⟨
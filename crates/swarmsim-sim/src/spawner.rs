//! Scenario spawner: turns applied settings into a wave of agents.
//!
//! The spawn loop walks the slot list in order, consuming one entry of
//! the pre-shuffled type pool per *attempt* — a failed attempt (no
//! compatible path, a bad path copy, a missing prototype) burns the
//! entry and logs a skip, so the realized count can fall short of the
//! request. Unassigned slots and empty catalogue entries are passed
//! over without consuming anything.

use glam::Vec3;
use hecs::{Entity, World};
use log::{info, warn};
use rand::seq::SliceRandom;
use rand::Rng;
use rand_chacha::ChaCha8Rng;

use swarmsim_behavior::attack::AttackBehavior;
use swarmsim_behavior::recon::ReconBehavior;
use swarmsim_behavior::Behavior;
use swarmsim_core::commands::ScenarioConfig;
use swarmsim_core::components::{DroneBody, DroneSpec, SpawnSlot};
use swarmsim_core::constants::{
    DEFAULT_ORBIT_ALTITUDE, DEFAULT_ORBIT_ANGULAR_SPEED, DEFAULT_ORBIT_RADIUS,
};
use swarmsim_core::enums::{BehaviorMode, DroneType, PathKind, SpawnSkipReason};
use swarmsim_core::events::SimEvent;
use swarmsim_core::interest::ObjectOfInterest;
use swarmsim_core::registry::TargetId;
use swarmsim_core::types::Pose;

use crate::agent::{Mission, SteeringState};
use crate::flight::FlightController;

/// Static scenario assets: spawn slots, objects of interest (with their
/// registered anchor targets), attack-target handles, and the drone
/// prototypes. Survives scenario clears.
#[derive(Default)]
pub struct Catalogue {
    pub slots: Vec<Option<SpawnSlot>>,
    pub interest: Vec<Option<ObjectOfInterest>>,
    /// Anchor target handle per interest entry, for recon orbits.
    pub interest_anchors: Vec<Option<TargetId>>,
    /// Override targets attack missions may be assigned.
    pub attack_targets: Vec<TargetId>,
    pub copter: Option<DroneSpec>,
    pub wing: Option<DroneSpec>,
}

impl Catalogue {
    fn prototype(&self, kind: DroneType) -> Option<&DroneSpec> {
        match kind {
            DroneType::Copter => self.copter.as_ref(),
            DroneType::Wing => self.wing.as_ref(),
        }
    }
}

/// Which mission family a spawn attempt was resolved to.
#[derive(Debug, Clone, Copy, PartialEq, Eq)]
pub enum ResolvedMission {
    Recon,
    Attack,
}

/// Spawn a scenario from already-clamped settings. Returns the realized
/// agent count; spawned entities are appended to `spawned`.
pub fn spawn_scenario(
    world: &mut World,
    rng: &mut ChaCha8Rng,
    catalogue: &Catalogue,
    config: &ScenarioConfig,
    events: &mut Vec<SimEvent>,
    spawned: &mut Vec<Entity>,
) -> u32 {
    let total = config.total as usize;
    if total == 0 {
        return 0;
    }
    if catalogue.interest.iter().all(Option::is_none) {
        warn!("no objects of interest configured; nothing to spawn");
        return 0;
    }

    let pool = build_spawn_type_pool(rng, total, config.copters as usize, config.wings as usize);
    let mut last_was_recon = false;
    let mut consumed = 0usize;
    let mut realized = 0u32;

    for (slot_idx, slot) in catalogue.slots.iter().enumerate() {
        if consumed >= total {
            break;
        }
        // Unassigned slot: pass over without consuming a pool entry.
        let Some(slot) = slot else { continue };

        let oi_idx = rng.gen_range(0..catalogue.interest.len());
        // Empty interest entry: likewise not consumed.
        let Some(interest) = catalogue.interest[oi_idx].as_ref() else {
            continue;
        };

        let drone_type = pool[consumed];
        consumed += 1;
        let mission = resolve_mission(config.mode, &mut last_was_recon);
        let path_kind = match mission {
            ResolvedMission::Recon => PathKind::Recon,
            ResolvedMission::Attack => {
                if rng.gen_bool(0.5) {
                    PathKind::AttackDrop
                } else {
                    PathKind::AttackKamikaze
                }
            }
        };

        let templates = interest.paths_for(path_kind, drone_type);
        let Some(template) = templates.choose(rng) else {
            warn!(
                "slot {slot_idx}: '{}' has no {path_kind:?} path for {drone_type:?}; skipping",
                interest.name
            );
            events.push(SimEvent::SpawnSkipped {
                slot: slot_idx,
                reason: SpawnSkipReason::NoCompatiblePath,
            });
            continue;
        };

        let origin = interest.anchor.unwrap_or(Vec3::ZERO);
        let path = template.instantiate(origin, slot.yaw);
        if path.valid_waypoint_count() == 0 {
            warn!("slot {slot_idx}: path copy from '{}' has no waypoints; skipping", interest.name);
            events.push(SimEvent::SpawnSkipped {
                slot: slot_idx,
                reason: SpawnSkipReason::InvalidPathCopy,
            });
            continue;
        }

        let Some(spec) = catalogue.prototype(drone_type) else {
            warn!("slot {slot_idx}: no prototype registered for {drone_type:?}; skipping");
            events.push(SimEvent::SpawnSkipped {
                slot: slot_idx,
                reason: SpawnSkipReason::MissingPrototype,
            });
            continue;
        };

        let exit = interest.exit_points.choose(rng).copied();
        let (behavior, target) = match mission {
            ResolvedMission::Recon => {
                let behavior = Behavior::Recon(ReconBehavior::new(
                    rng,
                    DEFAULT_ORBIT_RADIUS,
                    DEFAULT_ORBIT_ALTITUDE,
                    DEFAULT_ORBIT_ANGULAR_SPEED,
                ));
                (behavior, catalogue.interest_anchors[oi_idx])
            }
            ResolvedMission::Attack => {
                let kamikaze = path_kind == PathKind::AttackKamikaze;
                let behavior = Behavior::Attack(AttackBehavior::new(kamikaze, exit));
                let target = catalogue
                    .attack_targets
                    .choose(rng)
                    .copied()
                    .or(catalogue.interest_anchors[oi_idx]);
                (behavior, target)
            }
        };

        let pose = Pose::facing_yaw(slot.position, slot.yaw);
        let mut steering = SteeringState::default();
        let mut controller = FlightController::default();
        let is_attack = mission == ResolvedMission::Attack;
        controller.start_with_path(path, is_attack, exit, &mut steering);

        let entity = world.spawn((
            DroneBody::from_spec(spec),
            pose,
            steering,
            controller,
            Mission::new(behavior, target),
        ));
        spawned.push(entity);
        events.push(SimEvent::DroneSpawned {
            slot: slot_idx,
            kind: drone_type,
        });
        info!("slot {slot_idx}: spawned {drone_type:?} on a {path_kind:?} path to '{}'", interest.name);
        realized += 1;
    }

    info!("scenario spawn complete: {realized}/{total} agents");
    realized
}

/// Build the shuffled drone-type pool for a spawn wave.
///
/// Single-type requests fill the whole pool with that type; mixed
/// requests shuffle the exact composition, and any shortfall against
/// `total` is padded with copters so every attempt has a type.
pub fn build_spawn_type_pool(
    rng: &mut ChaCha8Rng,
    total: usize,
    copters: usize,
    wings: usize,
) -> Vec<DroneType> {
    if total == 0 {
        return Vec::new();
    }
    if copters == 0 && wings > 0 {
        return vec![DroneType::Wing; total];
    }
    if wings == 0 && copters > 0 {
        return vec![DroneType::Copter; total];
    }

    let mut pool = Vec::with_capacity(total);
    pool.extend(std::iter::repeat(DroneType::Copter).take(copters));
    pool.extend(std::iter::repeat(DroneType::Wing).take(wings));
    pool.shuffle(rng);
    while pool.len() < total {
        pool.push(DroneType::Copter);
    }
    pool
}

/// Resolve the mission family for the next spawn attempt. Alternating
/// mode flips strictly per attempt, starting with recon.
pub fn resolve_mission(mode: BehaviorMode, last_was_recon: &mut bool) -> ResolvedMission {
    match mode {
        BehaviorMode::AllRecon => ResolvedMission::Recon,
        BehaviorMode::AllAttack => ResolvedMission::Attack,
        BehaviorMode::Alternating => {
            if *last_was_recon {
                *last_was_recon = false;
                ResolvedMission::Attack
            } else {
                *last_was_recon = true;
                ResolvedMission::Recon
            }
        }
    }
}
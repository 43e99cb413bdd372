//! Fundamental simulation types.

use glam::Vec3;
use serde::{Deserialize, Serialize};

/// Simulation time tracking.
#[derive(Debug, Clone, Copy, Default, Serialize, Deserialize)]
pub struct SimTime {
    /// Current tick number (increments by 1 each tick).
    pub tick: u64,
    /// Elapsed simulation time in seconds.
    pub elapsed_secs: f32,
}

impl SimTime {
    /// Seconds per tick at the fixed tick rate.
    pub fn dt(&self) -> f32 {
        1.0 / crate::constants::TICK_RATE as f32
    }

    /// Advance by one tick.
    pub fn advance(&mut self) {
        self.tick += 1;
        self.elapsed_secs += self.dt();
    }
}

/// Agent position plus heading. The heading is the fallback direction for
/// exit-point computation when the path centroid is degenerate.
#[derive(Debug, Clone, Copy, Serialize, Deserialize)]
pub struct Pose {
    pub position: Vec3,
    /// Unit forward vector in the horizontal plane.
    pub forward: Vec3,
}

impl Pose {
    pub fn new(position: Vec3, forward: Vec3) -> Self {
        Self { position, forward }
    }

    /// Pose facing a yaw angle (radians, 0 = +Z).
    pub fn facing_yaw(position: Vec3, yaw: f32) -> Self {
        Self {
            position,
            forward: Vec3::new(yaw.sin(), 0.0, yaw.cos()),
        }
    }
}

impl Default for Pose {
    fn default() -> Self {
        Self {
            position: Vec3::ZERO,
            forward: Vec3::Z,
        }
    }
}
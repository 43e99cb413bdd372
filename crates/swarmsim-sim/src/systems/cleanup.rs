//! Removes dead agents and agents whose exit deadline has passed.
//!
//! Despawn candidates are collected into a reused buffer first, then
//! removed, so the world is never mutated mid-query.

use hecs::{Entity, World};
use log::debug;

use swarmsim_core::components::DroneBody;

use crate::flight::FlightController;

pub fn run(world: &mut World, despawn_buffer: &mut Vec<Entity>, spawned: &mut Vec<Entity>, now_tick: u64) {
    despawn_buffer.clear();

    for (entity, (body, controller)) in world.query_mut::<(&DroneBody, &FlightController)>() {
        if !body.alive || controller.exit_deadline_passed(now_tick) {
            despawn_buffer.push(entity);
        }
    }

    for entity in despawn_buffer.drain(..) {
        debug!("despawning agent {entity:?}");
        let _ = world.despawn(entity);
        spawned.retain(|e| *e != entity);
    }
}
//! Ticks engaged behaviors with their resolved live-target positions.

use hecs::World;
use rand_chacha::ChaCha8Rng;

use swarmsim_behavior::BehaviorCtx;
use swarmsim_core::components::DroneBody;
use swarmsim_core::constants::DT;
use swarmsim_core::events::SimEvent;
use swarmsim_core::registry::TargetRegistry;
use swarmsim_core::types::Pose;

use crate::agent::{Mission, SteeringState};

pub fn run(
    world: &mut World,
    registry: &TargetRegistry,
    rng: &mut ChaCha8Rng,
    events: &mut Vec<SimEvent>,
) {
    for (_entity, (pose, body, steering, mission)) in
        world.query_mut::<(&Pose, &mut DroneBody, &mut SteeringState, &mut Mission)>()
    {
        if !body.alive || !mission.engaged {
            continue;
        }
        let target = mission.target.and_then(|id| registry.position(id));
        let mut ctx = BehaviorCtx {
            dt: DT,
            position: pose.position,
            target,
            body,
            steering,
            rng: &mut *rng,
            events: &mut *events,
        };
        mission.behavior.tick(&mut ctx);
    }
}
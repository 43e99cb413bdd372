//! Live-target registry.
//!
//! Behaviors hold opaque target ids rather than references; the registry
//! resolves an id to its current position each tick. Removing a target
//! makes it resolve to `None`, which behaviors treat as the defined
//! "target lost" condition (safe abort, not an error).

use std::collections::HashMap;

use glam::Vec3;
use serde::{Deserialize, Serialize};

/// Opaque handle to a live target position.
#[derive(Debug, Clone, Copy, PartialEq, Eq, Hash, Serialize, Deserialize)]
pub struct TargetId(pub u32);

/// Id-keyed table of live target positions.
#[derive(Debug, Clone, Default)]
pub struct TargetRegistry {
    next_id: u32,
    positions: HashMap<TargetId, Vec3>,
}

impl TargetRegistry {
    pub fn new() -> Self {
        Self::default()
    }

    /// Register a new target and return its handle.
    pub fn register(&mut self, position: Vec3) -> TargetId {
        let id = TargetId(self.next_id);
        self.next_id += 1;
        self.positions.insert(id, position);
        id
    }

    /// Current position of a target, or `None` if it no longer exists.
    pub fn position(&self, id: TargetId) -> Option<Vec3> {
        self.positions.get(&id).copied()
    }

    /// Move a live target. No-op for a removed id.
    pub fn move_to(&mut self, id: TargetId, position: Vec3) {
        if let Some(p) = self.positions.get_mut(&id) {
            *p = position;
        }
    }

    /// Remove a target. Behaviors referencing it abort safely.
    pub fn remove(&mut self, id: TargetId) {
        self.positions.remove(&id);
    }

    pub fn len(&self) -> usize {
        self.positions.len()
    }

    pub fn is_empty(&self) -> bool {
        self.positions.is_empty()
    }
}
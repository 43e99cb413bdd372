//! Per-agent simulation components built on the core vocabulary.

use glam::Vec3;

use swarmsim_behavior::Behavior;
use swarmsim_core::registry::TargetId;
use swarmsim_core::steering::{ProximityDetector, Steering};

/// The agent's mission: a behavior, the live-target handle it acts on,
/// and whether the behavior currently holds steering authority.
///
/// While `engaged` is false the flight controller steers; once a path
/// trigger fires or the path completes with the behavior still pending,
/// the behavior engages and keeps authority for the rest of its life.
pub struct Mission {
    pub behavior: Behavior,
    pub target: Option<TargetId>,
    pub engaged: bool,
}

impl Mission {
    pub fn new(behavior: Behavior, target: Option<TargetId>) -> Self {
        Self {
            behavior,
            target,
            engaged: false,
        }
    }

    /// Replace the behavior. The old one is aborted first, so its
    /// steering target is released before the new mission starts.
    pub fn attach(&mut self, behavior: Behavior, steering: &mut dyn Steering) {
        self.behavior.on_abort(steering);
        self.behavior = behavior;
        self.engaged = false;
    }
}

/// Steering state: the point currently sought, if any. Locomotion moves
/// the agent toward it and reports arrival back through `reached`.
#[derive(Debug, Clone, Copy, Default)]
pub struct SteeringState {
    pub seek: Option<Vec3>,
    pub reached: bool,
}

impl Steering for SteeringState {
    fn seek_to(&mut self, point: Vec3) {
        self.seek = Some(point);
        self.reached = false;
    }

    fn clear_target(&mut self) {
        self.seek = None;
        self.reached = false;
    }

    fn destination_reached(&self) -> bool {
        self.reached
    }
}

/// Sphere-of-influence arrival detector.
#[derive(Debug, Clone, Copy)]
pub struct RadiusDetector {
    pub radius: f32,
}

impl RadiusDetector {
    pub fn new(radius: f32) -> Self {
        Self { radius }
    }
}

impl ProximityDetector for RadiusDetector {
    fn in_zone(&self, agent: Vec3, waypoint: Vec3) -> bool {
        agent.distance_squared(waypoint) <= self.radius * self.radius
    }
}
⟩
TASK PROMPT —
Look through the data above and return exactly the lines from the one that contains "use swarmsim_core::registry::TargetRegistry;" to the one that contains "for (_entity, (pose, body, steering, mission))", inclusive, with nothing else.

WRITTEN SOLUTION —
use swarmsim_core::registry::TargetRegistry;
use swarmsim_core::types::Pose;

use crate::agent::{Mission, SteeringState};

pub fn run(
    world: &mut World,
    registry: &TargetRegistry,
    rng: &mut ChaCha8Rng,
    events: &mut Vec<SimEvent>,
) {
    for (_entity, (pose, body, steering, mission)) in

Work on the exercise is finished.